Mundur satu bulan, 14 April 2024 seorang anak kecil juga terjatuh di antara celah peron yang terdapat di Stasiun Manggarai, Jakarta Selatan. Dan jika harus mundur hingga tahun lalu, masih ada beberapa kasus serupa yang terekam dalam jejak digital.
Adakah evaluasi yang dilakukan PT. KAI sejauh ini terhadap keluhan pengguna terkait celah peron ini? Mengapa harus menunggu sampai ada korban berjatuhan?
Meski para korban tidak sampai kehilangan nyawa, namun bukan berarti masalah ini bukan menjadi masalah yang serius. Setiap kali kejadian serupa terjadi, Leza Arlan selaku Manager Humas Commuter selalu bereaksi dengan memberi himbauan kepada pengguna KRL agar mendahulukan penumpang yang turun. Serta tidak melewati garis kuning saat menunggu kereta demi kenyamanan bersama.
Beliau juga mengimbau setiap orang tua yang membawa anak agar memperketat penjagaannya saat naik dan turun dari kereta. Dalam keterangannya beliau juga menyatakan kesigapan petugas peron yang langsung melakukan evakuasi terhadap korban yang jatuh ke celah peron.
Seolah masalah ini selesai karena dapat diatasi dengan baik oleh petugas peron dan petugas kesehatan yang memberikan pertolongan pertama jikalau terdapat luka pada tubuh korban.
Mengacu pada Peraturan Menteri Perhubungan Nomor 63 Tahun 2019 tentang Standar Pelayanan Minimum Angkutan Orang dengan Kereta Api, telah diatur batas maksimal jarak celah peron dari kereta adalah 20 cm.
Menurut pengamat transportasi, hal ini merupakan sebuah kemunduran yang mana sebelumnya pada PM Perhubungan Nomor 24 Tahun 2015 tentang Aturan Keselamatan Perkeretaapian, menyatakan celah peron adalah maksimal 10 cm.
Mengapa PT. KAI harus mengikuti aturan baru sementara dengan celah jarak 15 cm saja seperti di Stasiun Sudirman, pengguna KRL sudah jatuh terperosok?
Yang terbaru, Leza Arlan menjelaskan pihak KCI (Kereta Commuter Indonesia) akan memperkecil jarak antara peron dengan kereta.
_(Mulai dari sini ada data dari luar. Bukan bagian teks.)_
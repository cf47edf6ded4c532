//! Start, Join und Neustart gegen eine Datei-Datenbank

use futures_util::{SinkExt, StreamExt};
use sprechraum_db::{DatabaseConfig, RoomRepository, SqliteDb};
use sprechraum_protocol::control::ServerNachricht;
use sprechraum_server::config::ServerConfig;
use sprechraum_server::Server;
use std::net::SocketAddr;
use std::path::Path;
use std::sync::{Arc, Mutex};
use std::time::Duration;
use tokio::net::TcpListener;
use tokio::task::JoinHandle;
use tokio_tungstenite::tungstenite::Message;
use tokio_util::sync::CancellationToken;

fn config_fuer(verzeichnis: &Path) -> ServerConfig {
    let mut config = ServerConfig::default();
    config.server.name = "Neustart".into();
    config.datenbank.url = format!("sqlite://{}", verzeichnis.join("test.db").display());
    config.sicherung.aktiviert = false;
    config
}

async fn starten(config: ServerConfig) -> (SocketAddr, CancellationToken, JoinHandle<anyhow::Result<()>>) {
    let listener = TcpListener::bind("127.0.0.1:0").await.unwrap();
    let addr = listener.local_addr().unwrap();
    let shutdown = CancellationToken::new();
    let task = tokio::spawn(Server::neu(config).laufen(listener, shutdown.clone()));
    (addr, shutdown, task)
}

/// Verbindet, tritt `raum` bei und liefert die Raumliste nach dem Join
async fn joinen(addr: SocketAddr, username: &str, raum: &str) -> Vec<(String, Vec<String>)> {
    let (mut ws, _) = tokio_tungstenite::connect_async(format!("ws://{addr}"))
        .await
        .expect("Verbindung fehlgeschlagen");
    let join = format!(r#"{{"type":"join","username":"{username}","room":"{raum}"}}"#);
    ws.send(Message::Text(join)).await.unwrap();

    tokio::time::timeout(Duration::from_secs(3), async {
        loop {
            let frame = ws.next().await.unwrap().unwrap();
            if let Message::Text(text) = frame {
                if let Ok(ServerNachricht::RoomList { rooms, .. }) = ServerNachricht::from_json(&text)
                {
                    let _ = ws.close(None).await;
                    return rooms
                        .into_iter()
                        .map(|r| (r.name, r.members))
                        .collect::<Vec<_>>();
                }
            }
        }
    })
    .await
    .expect("keine room_list erhalten")
}

#[tokio::test]
async fn neustart_behaelt_raeume_und_leert_mitglieder() {
    let dir = tempfile::tempdir().unwrap();

    // Erster Lauf: anna legt "Musik" per Join an
    let (addr, shutdown, task) = starten(config_fuer(dir.path())).await;
    let raeume = joinen(addr, "anna", "Musik").await;
    assert!(raeume.contains(&("Musik".to_string(), vec!["anna".to_string()])));
    shutdown.cancel();
    task.await.unwrap().unwrap();

    // Mitgliederliste wurde beim Verlassen persistiert; simuliert einen Absturz
    let db = SqliteDb::oeffnen(&DatabaseConfig {
        url: config_fuer(dir.path()).datenbank.url,
        ..DatabaseConfig::default()
    })
    .await
    .unwrap();
    db.persist_room_membership("Musik", &["uid-geist".to_string()])
        .await
        .unwrap();
    db.schliessen().await;

    // Zweiter Lauf: Raum ist noch da, Mitglieder sind leer
    let (addr, shutdown, task) = starten(config_fuer(dir.path())).await;
    let raeume = joinen(addr, "bob", "Lobby").await;
    assert!(raeume.contains(&("Musik".to_string(), vec![])));
    assert!(raeume.contains(&("Lobby".to_string(), vec!["bob".to_string()])));
    shutdown.cancel();
    task.await.unwrap().unwrap();

    let db = SqliteDb::oeffnen(&DatabaseConfig {
        url: config_fuer(dir.path()).datenbank.url,
        ..DatabaseConfig::default()
    })
    .await
    .unwrap();
    let musik = db
        .load_rooms()
        .await
        .unwrap()
        .into_iter()
        .find(|r| r.name == "Musik")
        .unwrap();
    assert!(musik.members.is_empty());
}

#[tokio::test]
async fn kaputte_datenbank_url_ist_ein_startfehler() {
    let mut config = ServerConfig::default();
    config.datenbank.url = "postgres://nicht-unterstuetzt".into();
    config.sicherung.aktiviert = false;

    let listener = TcpListener::bind("127.0.0.1:0").await.unwrap();
    let ergebnis = Server::neu(config)
        .laufen(listener, CancellationToken::new())
        .await;
    assert!(ergebnis.is_err());
}

/// Sammelt die Log-Ausgabe im Speicher
#[derive(Clone, Default)]
struct LogPuffer(Arc<Mutex<Vec<u8>>>);

impl std::io::Write for LogPuffer {
    fn write(&mut self, daten: &[u8]) -> std::io::Result<usize> {
        self.0.lock().unwrap().extend_from_slice(daten);
        Ok(daten.len())
    }

    fn flush(&mut self) -> std::io::Result<()> {
        Ok(())
    }
}

impl LogPuffer {
    fn zeilen_mit(&self, text: &str) -> usize {
        String::from_utf8_lossy(&self.0.lock().unwrap())
            .lines()
            .filter(|zeile| zeile.contains(text))
            .count()
    }
}

/// Startet und stoppt sofort wieder, mit Log-Mitschnitt im aktuellen Thread
async fn kurz_laufen(config: ServerConfig) -> LogPuffer {
    let puffer = LogPuffer::default();
    let schreiber = puffer.clone();
    let subscriber = tracing_subscriber::fmt()
        .with_ansi(false)
        .with_max_level(tracing::Level::DEBUG)
        .with_writer(move || schreiber.clone())
        .finish();
    let _guard = tracing::subscriber::set_default(subscriber);

    let listener = TcpListener::bind("127.0.0.1:0").await.unwrap();
    let shutdown = CancellationToken::new();
    shutdown.cancel();
    Server::neu(config).laufen(listener, shutdown).await.unwrap();
    puffer
}

#[tokio::test]
async fn superadmin_key_erscheint_genau_einmal_im_log() {
    let dir = tempfile::tempdir().unwrap();

    let erster_start = kurz_laufen(config_fuer(dir.path())).await;
    assert_eq!(erster_start.zeilen_mit("Superadmin-Privilege-Key"), 1);

    // Beim Neustart wird kein weiterer Key erzeugt
    let zweiter_start = kurz_laufen(config_fuer(dir.path())).await;
    assert_eq!(zweiter_start.zeilen_mit("Superadmin-Privilege-Key"), 0);
}
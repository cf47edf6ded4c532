//! Wire-Format fuer WebSocket-Verbindungen
//!
//! Eine Verbindung transportiert zwei Frame-Arten:
//!
//! ```text
//! Textframe  -> JSON-Objekt mit `type`-Feld  -> ClientNachricht
//! Binaerframe -> opakes Audio                 -> unveraendert weitergeleitet
//! ```
//!
//! Beide Arten unterliegen derselben maximalen Frame-Groesse
//! (Standard: 1 MB). Fehler beim Dekodieren sind nie fatal fuer die
//! Verbindung; der Aufrufer antwortet mit einem `error`-Frame.

use bytes::Bytes;
use thiserror::Error;

use crate::control::{ClientNachricht, ServerNachricht};

// ---------------------------------------------------------------------------
// Konstanten
// ---------------------------------------------------------------------------

/// Standard-maximale Frame-Groesse (1 MB)
pub const DEFAULT_MAX_FRAME_SIZE: usize = 1024 * 1024;

// ---------------------------------------------------------------------------
// Fehler
// ---------------------------------------------------------------------------

#[derive(Debug, Error)]
pub enum WireError {
    #[error("Frame zu gross: {laenge} Bytes (Maximum: {maximum} Bytes)")]
    ZuGross { laenge: usize, maximum: usize },

    #[error("Kein gueltiges JSON: {0}")]
    KeinJson(#[source] serde_json::Error),

    #[error("Nachricht ohne 'type'-Feld")]
    FehlenderTyp,

    #[error("Unbekannter Nachrichtentyp: {0}")]
    UnbekannterTyp(String),

    #[error("Ungueltige Felder fuer '{typ}': {fehler}")]
    UngueltigeFelder {
        typ: String,
        #[source]
        fehler: serde_json::Error,
    },

    #[error("JSON-Serialisierung fehlgeschlagen: {0}")]
    Serialisierung(#[source] serde_json::Error),
}

// ---------------------------------------------------------------------------
// Eingehende Frames
// ---------------------------------------------------------------------------

/// Klassifizierter eingehender Frame
#[derive(Debug, Clone, PartialEq)]
pub enum Eingehend {
    /// Strukturierte Steuerungsnachricht (Textframe)
    Steuerung(ClientNachricht),
    /// Opaker Audio-Frame (Binaerframe)
    Audio(Bytes),
}

// ---------------------------------------------------------------------------
// WireCodec
// ---------------------------------------------------------------------------

/// Dekodiert eingehende und kodiert ausgehende Frames
///
/// Transportunabhaengig: der Aufrufer liefert den Inhalt eines Text- oder
/// Binaerframes, die Unterscheidung trifft die Transportschicht.
#[derive(Debug, Clone, Copy)]
pub struct WireCodec {
    max_frame_size: usize,
}

impl WireCodec {
    /// Erstellt einen neuen `WireCodec` mit Standard-Limits
    pub fn new() -> Self {
        Self {
            max_frame_size: DEFAULT_MAX_FRAME_SIZE,
        }
    }

    /// Erstellt einen `WireCodec` mit benutzerdefinierter maximaler Frame-Groesse
    pub fn with_max_size(max_frame_size: usize) -> Self {
        Self { max_frame_size }
    }

    /// Gibt die konfigurierte maximale Frame-Groesse zurueck
    pub fn max_frame_size(&self) -> usize {
        self.max_frame_size
    }

    fn pruefe_groesse(&self, laenge: usize) -> Result<(), WireError> {
        if laenge > self.max_frame_size {
            return Err(WireError::ZuGross {
                laenge,
                maximum: self.max_frame_size,
            });
        }
        Ok(())
    }

    /// Dekodiert den Inhalt eines Textframes
    pub fn decode_text(&self, text: &str) -> Result<Eingehend, WireError> {
        self.pruefe_groesse(text.len())?;

        let wert: serde_json::Value = serde_json::from_str(text).map_err(WireError::KeinJson)?;
        let typ = wert
            .get("type")
            .and_then(|t| t.as_str())
            .ok_or(WireError::FehlenderTyp)?
            .to_string();

        if !ClientNachricht::BEKANNTE_TYPEN.contains(&typ.as_str()) {
            return Err(WireError::UnbekannterTyp(typ));
        }

        let nachricht = serde_json::from_value(wert)
            .map_err(|fehler| WireError::UngueltigeFelder { typ, fehler })?;
        Ok(Eingehend::Steuerung(nachricht))
    }

    /// Prueft einen Binaerframe und reicht ihn als Audio durch
    pub fn decode_binaer(&self, daten: impl Into<Bytes>) -> Result<Eingehend, WireError> {
        let daten = daten.into();
        self.pruefe_groesse(daten.len())?;
        Ok(Eingehend::Audio(daten))
    }

    /// Kodiert eine Server-Nachricht als Inhalt eines Textframes
    pub fn encode(&self, nachricht: &ServerNachricht) -> Result<String, WireError> {
        let json = nachricht.to_json().map_err(WireError::Serialisierung)?;
        self.pruefe_groesse(json.len())?;
        Ok(json)
    }
}

impl Default for WireCodec {
    fn default() -> Self {
        Self::new()
    }
}

// ---------------------------------------------------------------------------
// Tests
// ---------------------------------------------------------------------------
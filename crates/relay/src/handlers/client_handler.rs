//! Client-Handler – Kick und Ban
//!
//! Beide erfordern admin oder superadmin. Betroffene Sessions bekommen eine
//! letzte Info-Nachricht, werden ueber `RelayState::session_beenden`
//! geraeumt und ihre Verbindung wird geschlossen. Der Disconnect der
//! Verbindung laeuft danach in denselben Pfad und ist dann ein No-op.

use sprechraum_core::types::SessionId;
use sprechraum_db::{BanRepository, IdentityRepository};
use sprechraum_protocol::control::ServerNachricht;
use std::sync::Arc;

use crate::error::{RelayError, RelayResult};
use crate::handlers::admin_erforderlich;
use crate::server_state::RelayState;

const STANDARD_BAN_GRUND: &str = "No reason provided";

/// Benachrichtigt, raeumt und schliesst eine Ziel-Session
async fn entfernen(state: &RelayState, ziel: SessionId, nachricht: ServerNachricht) {
    let handle = state.sessions.handle(ziel);
    state.verteiler.senden(ziel, nachricht);
    state.session_beenden(ziel).await;
    if let Some(handle) = handle {
        handle.schliessen();
    }
}

/// Verarbeitet einen Kick (per Anzeigename, alle Live-Sessions)
pub async fn handle_kick(
    username: String,
    grund: Option<String>,
    session_id: SessionId,
    state: &Arc<RelayState>,
) -> RelayResult<()> {
    let session = state.sessions.lookup(session_id)?;
    admin_erforderlich(&session, "kick")?;

    let ziele = state.sessions.nach_anzeigename(&username);
    if ziele.is_empty() {
        return Err(RelayError::BenutzerNichtGefunden(username));
    }

    let grund = grund.filter(|g| !g.trim().is_empty());
    let text = match grund {
        Some(ref g) => format!("You have been kicked from the server: {g}"),
        None => "You have been kicked from the server".to_string(),
    };
    for ziel in &ziele {
        entfernen(state, *ziel, ServerNachricht::info(text.clone())).await;
    }

    tracing::info!(
        session_id = %session_id,
        ziel = %username,
        sessions = ziele.len(),
        grund = ?grund,
        "Benutzer gekickt"
    );

    state
        .verteiler
        .senden(session_id, ServerNachricht::info(format!("User {username} has been kicked")));
    Ok(())
}

/// Verarbeitet einen Ban
///
/// Ziel sind die Identitaeten aller Live-Sessions mit diesem Anzeigenamen.
/// Ist niemand mit dem Namen verbunden, wird die Identitaet ueber die
/// Persistenz aufgeloest. Jede Ziel-UID wird gebannt und alle ihre
/// Live-Sessions werden entfernt.
pub async fn handle_ban(
    username: String,
    grund: Option<String>,
    session_id: SessionId,
    state: &Arc<RelayState>,
) -> RelayResult<()> {
    let session = state.sessions.lookup(session_id)?;
    admin_erforderlich(&session, "ban")?;

    let mut uids: Vec<String> = state
        .sessions
        .nach_anzeigename(&username)
        .into_iter()
        .filter_map(|id| state.sessions.uid(id))
        .collect();
    uids.sort();
    uids.dedup();

    if uids.is_empty() {
        let identitaet = state
            .persistenz
            .find_identity_by_name(&username)
            .await?
            .ok_or_else(|| RelayError::BenutzerNichtGefunden(username.clone()))?;
        uids.push(identitaet.uid);
    }

    let grund = grund
        .filter(|g| !g.trim().is_empty())
        .unwrap_or_else(|| STANDARD_BAN_GRUND.to_string());

    // Erst alle Bans persistieren, dann entfernen
    for uid in &uids {
        state
            .persistenz
            .record_ban(uid, &grund, session.uid())
            .await?;
    }

    let mut entfernt = 0;
    for uid in &uids {
        for ziel in state.sessions.nach_uid(uid) {
            entfernen(
                state,
                ziel,
                ServerNachricht::info(format!("You have been banned from the server: {grund}")),
            )
            .await;
            entfernt += 1;
        }
    }

    tracing::warn!(
        session_id = %session_id,
        uids = ?uids,
        ziel = %username,
        grund = %grund,
        sessions = entfernt,
        "Identitaet gebannt"
    );

    state
        .verteiler
        .senden(session_id, ServerNachricht::info(format!("User {username} has been banned")));
    Ok(())
}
Dalam kutipan wawancaranya dengan media, beliau mengatakan, "Untuk memperkecil gap antara peron dan kereta disesuaikan dengan masing-masing stasiun. Apakah dengan menggunakan bancik atau inovasi lain, sedang kami analisis dan uji coba."
Dan dalam kesempatan ini pula beliau kembali mengimbau pengguna KRL untuk fokus saat melangkah di celah peron. Memang tidak ada yang salah dengan segala himbauan yang beliau utarakan, tapi bukankah akan lebih baik jika saja sebelum kejadian demi kejadian terjadi, pihak terkait telah melakukan evaluasi mendalam yang didasari oleh karakteristik pengguna KRL.
Dengan waktu berhenti kereta yang terbatas, tentu calon penumpang tidak bisa menunggu dengan sabar hingga semua penumpang selesai turun. Bisa-bisa saat penumpang selesai turun, kereta keburu jalan dan yang mau naik tidak sempat naik.
Karena hal inilah, yang menjadi sebab para pengguna KRL kerap dorong-dorongan saat hendak naik. Sementara penumpang yang mau turun juga kerap dorong-dorongan karena mengejar kereta di peron lain ketika harus melalui stasiun transit.